What the task requires: Look through the records, and wherever the string "Guns" turns up, copy out that line.

[Data entries]
use std::collections::HashMap;

use chrono::{DateTime, Utc};
use sea_orm::{
    ColumnTrait, DatabaseConnection, DbErr, EntityTrait, QueryFilter, QueryOrder, QuerySelect,
};

use crate::entity::{artists, shows, venues};
use crate::error::DirectoryError;
use crate::server::types::{
    ArtistDetail, ArtistListItem, ArtistShow, CityVenues, EntitySummary, SearchResults,
    ShowListing, VenueDetail, VenueShow,
};

pub const START_TIME_FORMAT: &str = "%Y-%m-%d %H:%M:%S";

pub fn format_start_time(start_time: &DateTime<Utc>) -> String {
    start_time.format(START_TIME_FORMAT).to_string()
}

/// A show starting exactly at `now` is still upcoming.
pub fn is_upcoming(show: &shows::Model, now: DateTime<Utc>) -> bool {
    show.start_time >= now
}

/// Number of upcoming shows keyed by the id held in `owner`
/// (`VenueId` or `ArtistId`). Owners without upcoming shows are absent.
async fn upcoming_counts(
    db: &DatabaseConnection,
    owner: shows::Column,
    now: DateTime<Utc>,
) -> Result<HashMap<i32, u64>, DbErr> {
    let rows: Vec<(i32, i64)> = shows::Entity::find()
        .select_only()
        .column(owner)
        .column_as(shows::Column::Id.count(), "upcoming")
        .filter(shows::Column::StartTime.gte(now))
        .group_by(owner)
        .into_tuple()
        .all(db)
        .await?;

    Ok(rows
        .into_iter()
        .map(|(id, count)| (id, count.max(0) as u64))
        .collect())
}

/// Case-insensitive substring match with full Unicode folding; SQLite's
/// `LIKE` only folds ASCII. The term is used as submitted.
fn name_matches(name: &str, folded_term: &str) -> bool {
    name.to_lowercase().contains(folded_term)
}

pub async fn venues_by_city(db: &DatabaseConnection) -> Result<Vec<CityVenues>, DirectoryError> {
    venues_by_city_at(db, Utc::now()).await
}

pub async fn venues_by_city_at(
    db: &DatabaseConnection,
    now: DateTime<Utc>,
) -> Result<Vec<CityVenues>, DirectoryError> {
    let venues = venues::Entity::find()
        .order_by_asc(venues::Column::City)
        .order_by_asc(venues::Column::State)
        .order_by_asc(venues::Column::Id)
        .all(db)
        .await?;
    let counts = upcoming_counts(db, shows::Column::VenueId, now).await?;

    let mut areas: Vec<CityVenues> = Vec::new();
    for venue in venues {
        let summary = EntitySummary {
            id: venue.id,
            name: venue.name,
            num_upcoming_shows: counts.get(&venue.id).copied().unwrap_or(0),
        };
        match areas.last_mut() {
            Some(area) if area.city == venue.city && area.state == venue.state => {
                area.venues.push(summary)
            }
            _ => areas.push(CityVenues {
                city: venue.city,
                state: venue.state,
                venues: vec![summary],
            }),
        }
    }

    Ok(areas)
}

pub async fn search_venues(
    db: &DatabaseConnection,
    term: &str,
) -> Result<SearchResults, DirectoryError> {
    search_venues_at(db, term, Utc::now()).await
}

pub async fn search_venues_at(
    db: &DatabaseConnection,
    term: &str,
    now: DateTime<Utc>,
) -> Result<SearchResults, DirectoryError> {
    let folded_term = term.to_lowercase();
    let venues = venues::Entity::find()
        .order_by_asc(venues::Column::Id)
        .all(db)
        .await?;
    let counts = upcoming_counts(db, shows::Column::VenueId, now).await?;

    let data: Vec<EntitySummary> = venues
        .into_iter()
        .filter(|v| name_matches(&v.name, &folded_term))
        .map(|v| EntitySummary {
            num_upcoming_shows: counts.get(&v.id).copied().unwrap_or(0),
            id: v.id,
            name: v.name,
        })
        .collect();

    Ok(SearchResults {
        count: data.len(),
        data,
    })
}

pub async fn search_artists(
    db: &DatabaseConnection,
    term: &str,
) -> Result<SearchResults, DirectoryError> {
    search_artists_at(db, term, Utc::now()).await
}

pub async fn search_artists_at(
    db: &DatabaseConnection,
    term: &str,
    now: DateTime<Utc>,
) -> Result<SearchResults, DirectoryError> {
    let folded_term = term.to_lowercase();
    let artists = artists::Entity::find()
        .order_by_asc(artists::Column::Id)
        .all(db)
        .await?;
    let counts = upcoming_counts(db, shows::Column::ArtistId, now).await?;

    let data: Vec<EntitySummary> = artists
        .into_iter()
        .filter(|a| name_matches(&a.name, &folded_term))
        .map(|a| EntitySummary {
            num_upcoming_shows: counts.get(&a.id).copied().unwrap_or(0),
            id: a.id,
            name: a.name,
        })
        .collect();

    Ok(SearchResults {
        count: data.len(),
        data,
    })
}

pub async fn list_artists(db: &DatabaseConnection) -> Result<Vec<ArtistListItem>, DirectoryError> {
    let artists = artists::Entity::find()
        .order_by_asc(artists::Column::Id)
        .all(db)
        .await?;

    Ok(artists
        .into_iter()
        .map(|a| ArtistListItem {
            id: a.id,
            name: a.name,
        })
        .collect())
}

pub async fn get_venue(db: &DatabaseConnection, id: i32) -> Result<venues::Model, DirectoryError> {
    venues::Entity::find_by_id(id)
        .one(db)
        .await?
        .ok_or_else(|| DirectoryError::not_found("venue", id))
}

pub async fn get_artist(db: &DatabaseConnection, id: i32) -> Result<artists::Model, DirectoryError> {
    artists::Entity::find_by_id(id)
        .one(db)
        .await?
        .ok_or_else(|| DirectoryError::not_found("artist", id))
}

pub async fn venue_detail(db: &DatabaseConnection, id: i32) -> Result<VenueDetail, DirectoryError> {
    venue_detail_at(db, id, Utc::now()).await
}

pub async fn venue_detail_at(
    db: &DatabaseConnection,
    id: i32,
    now: DateTime<Utc>,
) -> Result<VenueDetail, DirectoryError> {
    let venue = get_venue(db, id).await?;
    let shows = shows::Entity::find()
        .filter(shows::Column::VenueId.eq(id))
        .order_by_asc(shows::Column::StartTime)
        .order_by_asc(shows::Column::Id)
        .all(db)
        .await?;

    let (upcoming, past): (Vec<_>, Vec<_>) =
        shows.into_iter().partition(|show| is_upcoming(show, now));
    let entry = |show: shows::Model| VenueShow {
        start_time: format_start_time(&show.start_time),
        artist_id: show.artist_id,
        artist_name: show.artist_name,
        artist_image_link: show.artist_image_link,
    };

    Ok(VenueDetail {
        venue,
        upcoming_shows_count: upcoming.len(),
        past_shows_count: past.len(),
        upcoming_shows: upcoming.into_iter().map(entry).collect(),
        past_shows: past.into_iter().map(entry).collect(),
    })
}

pub async fn artist_detail(
    db: &DatabaseConnection,
    id: i32,
) -> Result<ArtistDetail, DirectoryError> {
    artist_detail_at(db, id, Utc::now()).await
}

pub async fn artist_detail_at(
    db: &DatabaseConnection,
    id: i32,
    now: DateTime<Utc>,
) -> Result<ArtistDetail, DirectoryError> {
    let artist = get_artist(db, id).await?;
    // Left join: shows whose venue was deleted stay listed without an image.
    let shows = shows::Entity::find()
        .filter(shows::Column::ArtistId.eq(id))
        .order_by_asc(shows::Column::StartTime)
        .order_by_asc(shows::Column::Id)
        .find_also_related(venues::Entity)
        .all(db)
        .await?;

    let (upcoming, past): (Vec<_>, Vec<_>) = shows
        .into_iter()
        .partition(|(show, _)| is_upcoming(show, now));
    let entry = |(show, venue): (shows::Model, Option<venues::Model>)| ArtistShow {
        start_time: format_start_time(&show.start_time),
        venue_id: show.venue_id,
        venue_name: show.venue_name,
        venue_image_link: venue.and_then(|v| v.image_link),
    };

    Ok(ArtistDetail {
        artist,
        upcoming_shows_count: upcoming.len(),
        past_shows_count: past.len(),
        upcoming_shows: upcoming.into_iter().map(entry).collect(),
        past_shows: past.into_iter().map(entry).collect(),
    })
}

pub async fn list_shows(db: &DatabaseConnection) -> Result<Vec<ShowListing>, DirectoryError> {
    let shows = shows::Entity::find()
        .order_by_asc(shows::Column::StartTime)
        .order_by_asc(shows::Column::Id)
        .all(db)
        .await?;

    Ok(shows
        .into_iter()
        .map(|show| ShowListing {
            start_time: format_start_time(&show.start_time),
            id: show.id,
            venue_id: show.venue_id,
            venue_name: show.venue_name,
            artist_id: show.artist_id,
            artist_name: show.artist_name,
            artist_image_link: show.artist_image_link,
        })
        .collect())
}

#[cfg(test)]
mod tests {
    use chrono::{Duration, TimeZone};

    use super::*;
    use crate::entity::helpers::fields::Submission;
    use crate::entity::helpers::mutation::{create_artist, create_show, create_venue};
    use crate::entity::helpers::testing::memory_db;

    fn venue_form(name: &str, city: &str, state: &str) -> Submission {
        [
            ("name", name),
            ("city", city),
            ("state", state),
            ("address", "1015 Folsom Street"),
        ]
        .into_iter()
        .collect()
    }

    fn artist_form(name: &str) -> Submission {
        [
            ("name", name),
            ("phone", "326-123-5000"),
            ("image_link", "https://img.example.com/a.jpg"),
        ]
        .into_iter()
        .collect()
    }

    fn at(hour: u32) -> DateTime<Utc> {
        Utc.with_ymd_and_hms(2030, 6, 1, hour, 0, 0).unwrap()
    }

    #[tokio::test]
    async fn search_is_case_insensitive_substring() {
        let db = memory_db().await;
        create_venue(&db, &venue_form("The Musical Hop", "San Francisco", "CA")).await.unwrap();
        create_venue(&db, &venue_form("Park Square Live Music & Coffee", "San Francisco", "CA"))
            .await
            .unwrap();
        create_venue(&db, &venue_form("The Dueling Pianos Bar", "New York", "NY")).await.unwrap();

        let hop = search_venues(&db, "Hop").await.unwrap();
        assert_eq!(hop.count, 1);
        assert_eq!(hop.data[0].name, "The Musical Hop");

        let music = search_venues(&db, "music").await.unwrap();
        let names: Vec<_> = music.data.iter().map(|v| v.name.as_str()).collect();
        assert_eq!(names, ["The Musical Hop", "Park Square Live Music & Coffee"]);

        assert_eq!(search_venues(&db, "").await.unwrap().count, 3);
        // the term is not trimmed
        assert_eq!(search_venues(&db, "Hop ").await.unwrap().count, 0);
    }

    #[tokio::test]
    async fn search_folds_non_ascii_case() {
        let db = memory_db().await;
        create_venue(&db, &venue_form("Café Élysée", "Paris", "IDF")).await.unwrap();
        create_artist(&db, &artist_form("Ólafur Arnalds")).await.unwrap();

        for term in ["ÉLYSÉE", "CAFÉ", "café", "é ÉL"] {
            let hits = search_venues(&db, term).await.unwrap();
            assert_eq!(hits.count, 1, "term {term:?}");
            assert_eq!(hits.data[0].name, "Café Élysée");
        }
        assert_eq!(search_venues(&db, "cafe").await.unwrap().count, 0);
        assert_eq!(search_artists(&db, "óLAFUR").await.unwrap().count, 1);
    }

    #[tokio::test]
    async fn search_treats_wildcards_literally() {
        let db = memory_db().await;
        create_artist(&db, &artist_form("Guns N Petals")).await.unwrap();
        create_artist(&db, &artist_form("100% Brass")).await.unwrap();

        let hits = search_artists(&db, "%").await.unwrap();
        assert_eq!(hits.count, 1);
        assert_eq!(hits.data[0].name, "100% Brass");
        assert_eq!(search_artists(&db, "_").await.unwrap().count, 0);
    }

    #[tokio::test]
    async fn venues_group_by_city_and_state() {
        let db = memory_db().await;
        let hop = create_venue(&db, &venue_form("The Musical Hop", "San Francisco", "CA"))
            .await
            .unwrap();
        create_venue(&db, &venue_form("Park Square", "San Francisco", "CA")).await.unwrap();
        create_venue(&db, &venue_form("Pianos", "New York", "NY")).await.unwrap();
        let artist = create_artist(&db, &artist_form("Matt Quevedo")).await.unwrap();
        create_show(&db, Some(hop.id), Some(artist.id), at(20)).await.unwrap();
        create_show(&db, Some(hop.id), Some(artist.id), at(8)).await.unwrap();

        let areas = venues_by_city_at(&db, at(12)).await.unwrap();
        assert_eq!(areas.len(), 2);
        assert_eq!(areas[0].city, "New York");
        assert_eq!(areas[1].city, "San Francisco");
        assert_eq!(areas[1].venues.len(), 2);
        assert_eq!(areas[1].venues[0].id, hop.id);
        assert_eq!(areas[1].venues[0].num_upcoming_shows, 1);
        assert_eq!(areas[1].venues[1].num_upcoming_shows, 0);
    }

    #[tokio::test]
    async fn shows_split_into_upcoming_and_past() {
        let db = memory_db().await;
        let venue = create_venue(&db, &venue_form("The Musical Hop", "San Francisco", "CA"))
            .await
            .unwrap();
        let artist = create_artist(&db, &artist_form("The Wild Sax Band")).await.unwrap();
        create_show(&db, Some(venue.id), Some(artist.id), at(12)).await.unwrap();

        let detail = venue_detail_at(&db, venue.id, at(11)).await.unwrap();
        assert_eq!(detail.upcoming_shows_count, 1);
        assert_eq!(detail.past_shows_count, 0);
        assert_eq!(detail.upcoming_shows[0].artist_name, "The Wild Sax Band");
        assert_eq!(detail.upcoming_shows[0].start_time, "2030-06-01 12:00:00");

        // exactly at start time the show is still upcoming
        let detail = artist_detail_at(&db, artist.id, at(12)).await.unwrap();
        assert_eq!(detail.upcoming_shows_count, 1);
        assert_eq!(detail.upcoming_shows[0].venue_name, "The Musical Hop");

        let later = at(12) + Duration::seconds(1);
        let detail = venue_detail_at(&db, venue.id, later).await.unwrap();
        assert_eq!(detail.upcoming_shows_count, 0);
        assert_eq!(detail.past_shows_count, 1);
        let detail = artist_detail_at(&db, artist.id, later).await.unwrap();
        assert!(detail.upcoming_shows.is_empty());
        assert_eq!(detail.past_shows.len(), 1);
    }

    #[tokio::test]
    async fn missing_detail_is_not_found() {
        let db = memory_db().await;
        assert!(matches!(
            venue_detail(&db, 99).await,
            Err(DirectoryError::NotFound { entity: "venue", id: 99 })
        ));
        assert!(matches!(
            artist_detail(&db, 5).await,
            Err(DirectoryError::NotFound { entity: "artist", id: 5 })
        ));
    }

    #[tokio::test]
    async fn show_listing_carries_snapshots() {
        let db = memory_db().await;
        let venue = create_venue(&db, &venue_form("The Musical Hop", "San Francisco", "CA"))
            .await
            .unwrap();
        let artist = create_artist(&db, &artist_form("Guns N Petals")).await.unwrap();
        create_show(&db, Some(venue.id), Some(artist.id), at(21)).await.unwrap();
        create_show(&db, Some(venue.id), Some(artist.id), at(9)).await.unwrap();

        let shows = list_shows(&db).await.unwrap();
        assert_eq!(shows.len(), 2);
        assert_eq!(shows[0].start_time, "2030-06-01 09:00:00");
        assert_eq!(shows[1].venue_name, "The Musical Hop");
        assert_eq!(shows[1].artist_name, "Guns N Petals");
        assert_eq!(
            shows[1].artist_image_link.as_deref(),
            Some("https://img.example.com/a.jpg")
        );
    }
}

Task output:
        create_artist(&db, &artist_form("Guns N Petals")).await.unwrap();
        let artist = create_artist(&db, &artist_form("Guns N Petals")).await.unwrap();
        assert_eq!(shows[1].artist_name, "Guns N Petals");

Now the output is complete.